Yes, ‘Inhabitation’ is a lovely word. Like Freud's ‘Unheimliche,’‘inhabitation’ highlights the unstable boundary between the familiar and the strange; it reveals the porous nature of the membrane between the inner and the outer. Like Freud’s ‘Unheimliche,’ too, it evokes a doubling: that which I inhabit, and that which inhabits me. It rings of the ambiguity, if not ambivalence, that has vanished from its synonym, ‘dwelling.’ In the context of writing, it conjures up some irrevocably lost thing that insists on being written. It calls to mind sung and unsung melodies with their cadences, rhythms and inflections. The plenitude and the caesura is implicated in a loving encrypting lack, out of some originary loss. For you can picture your fiction room as a crypt. While Beckett (1934; 1951) might make a rapprochement of tomb and womb, the crypt is neither; it is an enclosed space with cracks and crannies where the work of death is everywhere present.

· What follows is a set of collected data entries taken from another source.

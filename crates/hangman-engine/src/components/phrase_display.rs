use glam::Vec2;
use serde::{Deserialize, Serialize};

use crate::api::section::{PhraseSection, Section, SectionContext};
use crate::components::glyph::GlyphSlot;
use crate::core::phrase::{Phrase, PhraseList};
use crate::systems::layout::{flow_layout, LayoutParams};

/// Placement settings for a [`PhraseDisplay`].
#[derive(Debug, Clone, PartialEq, Serialize, Deserialize)]
#[serde(default, rename_all = "camelCase")]
pub struct DisplayConfig {
    /// Size of the region the phrase is laid out in.
    pub bounds: Vec2,
    /// Glyph size before any shrinking.
    pub cell: Vec2,
    /// Space between glyphs on both axes.
    pub padding: Vec2,
    /// Space between words.
    pub word_gap: f32,
    /// Shrink glyphs so the phrase fits the bounds.
    /// Turn off to let long phrases overflow instead.
    pub resize_overflow: bool,
}

impl Default for DisplayConfig {
    fn default() -> Self {
        Self {
            bounds: Vec2::new(800.0, 300.0),
            cell: Vec2::new(60.0, 80.0),
            padding: Vec2::new(8.0, 8.0),
            word_gap: 10.0,
            resize_overflow: true,
        }
    }
}

impl DisplayConfig {
    /// Parse from JSON. Missing fields take their defaults.
    pub fn from_json(json: &str) -> Result<Self, serde_json::Error> {
        serde_json::from_str(json)
    }

    /// Flow layout parameters for this display.
    pub fn layout_params(&self) -> LayoutParams {
        LayoutParams {
            cell: self.cell,
            bounds: self.bounds,
            padding: self.padding,
            word_gap: self.word_gap,
            allow_shrink: self.resize_overflow,
        }
    }
}

/// Shows the phrase as glyph slots arranged in a flow layout.
#[derive(Debug, Clone, Default)]
pub struct PhraseDisplay {
    config: DisplayConfig,
    slots: Vec<GlyphSlot>,
    theme: Option<String>,
    cell: Vec2,
    line_count: u32,
}

impl PhraseDisplay {
    /// Create an empty display; slots appear on generate.
    pub fn new(config: DisplayConfig) -> Self {
        Self {
            cell: config.cell,
            config,
            ..Default::default()
        }
    }

    /// The placement settings.
    pub fn config(&self) -> &DisplayConfig {
        &self.config
    }

    /// The theme header, when the settings ask for it.
    pub fn theme(&self) -> Option<&str> {
        self.theme.as_deref()
    }

    /// Glyph size after layout.
    pub fn cell(&self) -> Vec2 {
        self.cell
    }

    /// Number of lines the phrase wrapped onto.
    pub fn line_count(&self) -> u32 {
        self.line_count
    }

    /// The phrase as the player currently sees it, `_` for hidden letters.
    pub fn masked(&self) -> String {
        let mut out = String::with_capacity(self.slots.len() * 2);
        let mut word = None;
        for slot in &self.slots {
            if word.is_some_and(|w| w != slot.word) {
                out.push(' ');
            }
            word = Some(slot.word);
            out.push(if slot.revealed { slot.letter } else { '_' });
        }
        out
    }

    /// Create one slot per letter of every word, then place them.
    fn build(&mut self, phrase: &Phrase) {
        let words = phrase.split();

        for (index, word) in words.iter().enumerate() {
            for letter in word.text().chars() {
                // Digits and punctuation have no key, so they start revealed.
                let revealed = phrase.is_exposed(letter) || !letter.is_alphabetic();
                self.slots.push(
                    GlyphSlot::new(letter)
                        .with_revealed(revealed)
                        .with_word(index as u32),
                );
            }
        }

        let lengths: Vec<usize> = words.iter().map(Phrase::len).collect();
        let layout = flow_layout(&lengths, &self.config.layout_params());

        for ((slot, pos), line) in self
            .slots
            .iter_mut()
            .zip(&layout.positions)
            .zip(&layout.lines)
        {
            slot.pos = *pos;
            slot.line = *line;
            slot.size = layout.cell;
        }
        self.cell = layout.cell;
        self.line_count = layout.line_count();
    }
}

impl Section for PhraseDisplay {
    fn generate(&mut self, ctx: &mut SectionContext<'_>, list: &PhraseList, phrase: &Phrase) {
        self.clear();
        if ctx.settings.show_theme {
            self.theme = Some(list.theme().to_owned());
        }
        self.build(phrase);
    }

    fn clear(&mut self) {
        self.slots.clear();
        self.theme = None;
        self.cell = self.config.cell;
        self.line_count = 0;
    }

    fn is_completed(&self) -> bool {
        self.is_phrase_completed()
    }
}

impl PhraseSection for PhraseDisplay {
    fn set_letter(&mut self, letter: char) -> usize {
        self.slots
            .iter_mut()
            .map(|slot| slot.try_reveal(letter))
            .filter(|&revealed| revealed)
            .count()
    }

    fn slots(&self) -> &[GlyphSlot] {
        &self.slots
    }
}

#[cfg(test)]
mod tests {
    use super::*;
    use crate::core::rng::Rng;
    use crate::core::settings::Settings;

    fn generate(display: &mut PhraseDisplay, settings: &Settings, phrase: &Phrase) {
        let list = PhraseList::new("Fruit", vec![phrase.clone()]);
        let mut rng = Rng::new(1);
        let mut ctx = SectionContext { settings, rng: &mut rng };
        display.generate(&mut ctx, &list, phrase);
    }

    #[test]
    fn one_slot_per_letter_without_spaces() {
        let mut display = PhraseDisplay::new(DisplayConfig::default());
        generate(&mut display, &Settings::default(), &Phrase::new("red  apple"));
        assert_eq!(display.slots().len(), 8);
        assert_eq!(display.slots()[3].word, 1);
        assert_eq!(display.masked(), "___ _____");
    }

    #[test]
    fn guess_reveals_every_occurrence() {
        let mut display = PhraseDisplay::new(DisplayConfig::default());
        generate(&mut display, &Settings::default(), &Phrase::new("BANANA"));
        assert_eq!(display.set_letter('a'), 3);
        assert_eq!(display.masked(), "_A_A_A");
        assert_eq!(display.set_letter('A'), 0);
        assert!(!display.is_completed());
        assert_eq!(display.set_letter('n'), 2);
        assert_eq!(display.set_letter('b'), 1);
        assert!(display.is_completed());
    }

    #[test]
    fn plain_guess_reveals_accented_letters() {
        let mut display = PhraseDisplay::new(DisplayConfig::default());
        generate(&mut display, &Settings::default(), &Phrase::new("café"));
        assert_eq!(display.set_letter('e'), 1);
        assert_eq!(display.masked(), "___é");
    }

    #[test]
    fn exposed_and_punctuation_start_revealed() {
        let mut display = PhraseDisplay::new(DisplayConfig::default());
        let phrase = Phrase::new("rock-n-roll 2").expose(['o']);
        generate(&mut display, &Settings::default(), &phrase);
        assert_eq!(display.masked(), "_o__-_-_o__ 2");
    }

    #[test]
    fn theme_follows_settings() {
        let mut display = PhraseDisplay::new(DisplayConfig::default());
        let mut settings = Settings::default();
        generate(&mut display, &settings, &Phrase::new("kiwi"));
        assert_eq!(display.theme(), Some("Fruit"));

        settings.show_theme = false;
        generate(&mut display, &settings, &Phrase::new("kiwi"));
        assert_eq!(display.theme(), None);
    }

    #[test]
    fn slots_take_layout_positions() {
        let config = DisplayConfig {
            bounds: Vec2::new(5.0, 2.0),
            cell: Vec2::ONE,
            padding: Vec2::ZERO,
            word_gap: 0.0,
            resize_overflow: false,
        };
        let mut display = PhraseDisplay::new(config);
        generate(&mut display, &Settings::default(), &Phrase::new("an owl"));
        let xs: Vec<f32> = display.slots().iter().map(|s| s.pos.x).collect();
        assert_eq!(xs, vec![0.5, 1.5, 2.5, 3.5, 4.5]);
        assert!(display.slots().iter().all(|s| s.line == 0 && s.size == Vec2::ONE));
    }

    #[test]
    fn display_config_from_partial_json() {
        let config = DisplayConfig::from_json(r#"{ "bounds": [400, 120], "resizeOverflow": false }"#).unwrap();
        assert_eq!(config.bounds, Vec2::new(400.0, 120.0));
        assert!(!config.resize_overflow);
        assert_eq!(config.cell, DisplayConfig::default().cell);
    }

    #[test]
    fn clear_releases_slots() {
        let mut display = PhraseDisplay::new(DisplayConfig::default());
        generate(&mut display, &Settings::default(), &Phrase::new("fig"));
        display.clear();
        assert!(display.slots().is_empty());
        assert_eq!(display.theme(), None);
    }
}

About to be birthed. About to be murdered. ‘The function of the text,’ writes the French psychoanalyst André Green, ‘is to resuscitate all that has been killed by the process of writing’ (1986: 320). And yet, the process of writing entails a symbolic recuperation of some loss, whether one calls it ‘object’ (Freud), ‘thing’ (Kristeva) or ‘objet a’ (Lacan). ‘If there is a pleasure of the text,’ Green reminds us simply, ‘it is a substitute for a lost satisfaction that we are seeking to regain in indirect ways’ (323). At the intersection of the symbolic, the imaginary and the real.

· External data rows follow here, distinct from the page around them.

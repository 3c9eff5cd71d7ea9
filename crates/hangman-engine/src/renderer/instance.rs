use bytemuck::{Pod, Zeroable};

use crate::components::glyph::GlyphSlot;

/// Per-glyph data handed to the host renderer.
/// The host reads these as a flat float array: 8 floats = 32 bytes stride.
///
/// Hidden glyphs still carry their codepoint; the host decides how to mask them.
#[repr(C)]
#[derive(Debug, Clone, Copy, Default, PartialEq, Pod, Zeroable)]
pub struct GlyphInstance {
    /// Glyph center in display-local space.
    pub x: f32,
    pub y: f32,
    pub width: f32,
    pub height: f32,
    /// Unicode scalar value of the letter.
    pub codepoint: f32,
    /// 1.0 when revealed, 0.0 when hidden.
    pub revealed: f32,
    pub word: f32,
    pub line: f32,
}

impl GlyphInstance {
    pub const FLOATS: usize = 8;
    pub const STRIDE_BYTES: usize = Self::FLOATS * 4;
}

impl From<&GlyphSlot> for GlyphInstance {
    fn from(slot: &GlyphSlot) -> Self {
        Self {
            x: slot.pos.x,
            y: slot.pos.y,
            width: slot.size.x,
            height: slot.size.y,
            codepoint: slot.letter as u32 as f32,
            revealed: if slot.revealed { 1.0 } else { 0.0 },
            word: slot.word as f32,
            line: slot.line as f32,
        }
    }
}

/// Glyph instances for the phrase currently on display.
#[derive(Debug, Default)]
pub struct GlyphBuffer {
    pub instances: Vec<GlyphInstance>,
}

impl GlyphBuffer {
    /// Create an empty buffer.
    pub fn new() -> Self {
        Self {
            instances: Vec::with_capacity(64),
        }
    }

    /// Remove every instance, keeping the allocation.
    pub fn clear(&mut self) {
        self.instances.clear();
    }

    /// Append one instance.
    pub fn push(&mut self, instance: GlyphInstance) {
        self.instances.push(instance);
    }

    /// Replace the contents with one instance per slot.
    pub fn rebuild(&mut self, slots: &[GlyphSlot]) {
        self.instances.clear();
        self.instances.extend(slots.iter().map(GlyphInstance::from));
    }

    /// Number of instances in the buffer.
    pub fn instance_count(&self) -> u32 {
        self.instances.len() as u32
    }

    /// Raw pointer to instance data for host-side reads.
    pub fn instances_ptr(&self) -> *const f32 {
        self.instances.as_ptr() as *const f32
    }

    /// The instances as a flat float slice.
    pub fn as_floats(&self) -> &[f32] {
        bytemuck::cast_slice(&self.instances)
    }
}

I see life as a roadside inn where I have to stay until
the coach from the abyss pulls up
– Pessoa 2013: 13

Few writers would disagree that there is a link between creative expression and loss, whose punctuation includes key moments such as birth, access to language, reiterated relinquishments of love objects and, at the last crossroad, death. ‘All writing of the narrative kind, and perhaps all writing’, writes Margaret Atwood, ‘is motivated … by a fear of and fascination with mortality – by a desire to make the risky trip to the Underworld, and to bring something or someone back from the dead’ (Atwood, 2002: 156). The Greeks had a beautiful myth to account for this desire – the myth of Orpheus, son of the muse Calliope. Both Hélène Cixous and Julia Kristeva have written about the creative transmutations of personal loss, be it born of actual bereavement, exile, illness, or other perceived injury registered as narcissistic wound or subtraction of (self) love. Drawing on the metaphor of the world as house, Cixous writes:

In the beginning the gesture of writing is linked to the experience of disappearance, to the feeling of having lost the key to the world, of having been thrown outside. Of having suddenly acquired the precious sense of the rare, of the mortal. Of having urgently to regain the entrance, the breath, to keep the trace. (Cixous 1994: xxvi)

It is ironic that ‘to regain the entrance, the breath, to keep the trace’ is what Cixous does urgently and relentlessly in Homère est morte (2014), a poignant tribute to her late Homeric mother whose signature is everywhere in the daughter’s work.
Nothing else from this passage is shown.